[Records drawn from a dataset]
....
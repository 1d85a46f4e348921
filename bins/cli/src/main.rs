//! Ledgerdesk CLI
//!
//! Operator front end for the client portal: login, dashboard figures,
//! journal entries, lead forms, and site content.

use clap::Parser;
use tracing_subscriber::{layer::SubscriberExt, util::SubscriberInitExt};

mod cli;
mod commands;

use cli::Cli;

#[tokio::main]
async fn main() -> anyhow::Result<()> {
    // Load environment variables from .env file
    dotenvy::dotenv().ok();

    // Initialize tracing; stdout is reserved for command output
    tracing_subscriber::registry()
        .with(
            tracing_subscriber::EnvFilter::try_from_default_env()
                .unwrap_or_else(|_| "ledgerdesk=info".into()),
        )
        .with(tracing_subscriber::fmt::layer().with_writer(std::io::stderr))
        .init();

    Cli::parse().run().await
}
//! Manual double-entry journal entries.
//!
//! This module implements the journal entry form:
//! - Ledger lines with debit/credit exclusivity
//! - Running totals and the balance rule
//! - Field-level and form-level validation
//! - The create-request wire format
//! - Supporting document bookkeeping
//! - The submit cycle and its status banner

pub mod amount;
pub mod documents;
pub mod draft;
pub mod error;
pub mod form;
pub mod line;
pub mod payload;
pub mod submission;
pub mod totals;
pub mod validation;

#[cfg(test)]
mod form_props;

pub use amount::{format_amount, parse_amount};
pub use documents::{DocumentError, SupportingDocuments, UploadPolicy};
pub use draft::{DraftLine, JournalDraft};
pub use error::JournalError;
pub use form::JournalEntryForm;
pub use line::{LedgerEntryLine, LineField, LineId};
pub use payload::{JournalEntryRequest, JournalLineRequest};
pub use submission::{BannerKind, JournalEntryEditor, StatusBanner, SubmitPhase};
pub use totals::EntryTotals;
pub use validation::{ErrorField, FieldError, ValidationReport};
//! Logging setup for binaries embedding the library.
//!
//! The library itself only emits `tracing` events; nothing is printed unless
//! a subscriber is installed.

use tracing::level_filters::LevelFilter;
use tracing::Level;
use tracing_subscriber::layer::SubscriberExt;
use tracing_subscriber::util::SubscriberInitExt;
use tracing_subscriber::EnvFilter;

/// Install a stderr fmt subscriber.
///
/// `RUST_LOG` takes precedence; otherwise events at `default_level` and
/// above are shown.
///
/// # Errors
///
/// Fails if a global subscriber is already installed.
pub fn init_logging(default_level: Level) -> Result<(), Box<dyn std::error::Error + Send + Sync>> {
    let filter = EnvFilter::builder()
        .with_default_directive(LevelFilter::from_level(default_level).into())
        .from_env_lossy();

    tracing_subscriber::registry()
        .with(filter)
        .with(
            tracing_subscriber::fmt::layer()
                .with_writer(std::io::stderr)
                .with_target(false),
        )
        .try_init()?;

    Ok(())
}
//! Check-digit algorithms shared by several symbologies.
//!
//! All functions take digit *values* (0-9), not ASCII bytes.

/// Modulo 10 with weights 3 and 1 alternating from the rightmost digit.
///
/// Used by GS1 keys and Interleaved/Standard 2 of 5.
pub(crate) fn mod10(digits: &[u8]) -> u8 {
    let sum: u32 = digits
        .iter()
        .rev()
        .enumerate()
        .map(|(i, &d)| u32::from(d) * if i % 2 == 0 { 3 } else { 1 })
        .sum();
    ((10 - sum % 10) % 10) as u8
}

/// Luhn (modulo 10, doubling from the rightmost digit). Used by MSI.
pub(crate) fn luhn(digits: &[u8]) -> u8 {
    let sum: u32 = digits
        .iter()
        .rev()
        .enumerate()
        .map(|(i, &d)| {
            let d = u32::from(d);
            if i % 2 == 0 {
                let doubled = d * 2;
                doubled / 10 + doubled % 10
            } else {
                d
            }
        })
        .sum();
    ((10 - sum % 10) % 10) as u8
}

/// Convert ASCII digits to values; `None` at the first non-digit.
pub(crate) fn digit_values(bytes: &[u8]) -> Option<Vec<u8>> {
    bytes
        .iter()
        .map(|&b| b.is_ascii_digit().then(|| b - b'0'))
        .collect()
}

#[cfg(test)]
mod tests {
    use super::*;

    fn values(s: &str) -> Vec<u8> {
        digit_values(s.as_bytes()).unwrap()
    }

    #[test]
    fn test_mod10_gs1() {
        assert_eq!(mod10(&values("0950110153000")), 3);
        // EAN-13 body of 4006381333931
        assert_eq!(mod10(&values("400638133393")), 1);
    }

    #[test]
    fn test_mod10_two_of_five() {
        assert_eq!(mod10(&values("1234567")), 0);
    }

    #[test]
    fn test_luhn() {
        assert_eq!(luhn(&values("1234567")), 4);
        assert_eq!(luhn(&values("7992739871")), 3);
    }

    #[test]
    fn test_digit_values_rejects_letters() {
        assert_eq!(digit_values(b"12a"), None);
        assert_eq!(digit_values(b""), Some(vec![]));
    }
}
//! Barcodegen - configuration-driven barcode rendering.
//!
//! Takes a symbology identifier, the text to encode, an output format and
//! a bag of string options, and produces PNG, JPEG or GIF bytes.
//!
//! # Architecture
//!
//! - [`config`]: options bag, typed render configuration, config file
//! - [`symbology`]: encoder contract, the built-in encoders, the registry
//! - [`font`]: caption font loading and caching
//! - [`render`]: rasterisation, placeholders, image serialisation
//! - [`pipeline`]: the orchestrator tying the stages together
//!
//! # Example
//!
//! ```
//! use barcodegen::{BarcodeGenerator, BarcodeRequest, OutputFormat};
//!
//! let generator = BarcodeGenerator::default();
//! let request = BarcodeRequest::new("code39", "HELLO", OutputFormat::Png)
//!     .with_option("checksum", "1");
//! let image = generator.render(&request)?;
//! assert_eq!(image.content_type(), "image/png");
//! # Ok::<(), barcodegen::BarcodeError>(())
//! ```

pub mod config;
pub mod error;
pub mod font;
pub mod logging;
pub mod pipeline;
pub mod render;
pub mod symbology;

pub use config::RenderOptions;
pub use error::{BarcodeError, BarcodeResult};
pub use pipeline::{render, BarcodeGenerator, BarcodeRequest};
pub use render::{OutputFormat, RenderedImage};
....
§ Aim of the task: Copy out the lines of the records above in which the string "amount" appears.

§ Finished exercise:
pub mod amount;
pub use amount::{format_amount, parse_amount};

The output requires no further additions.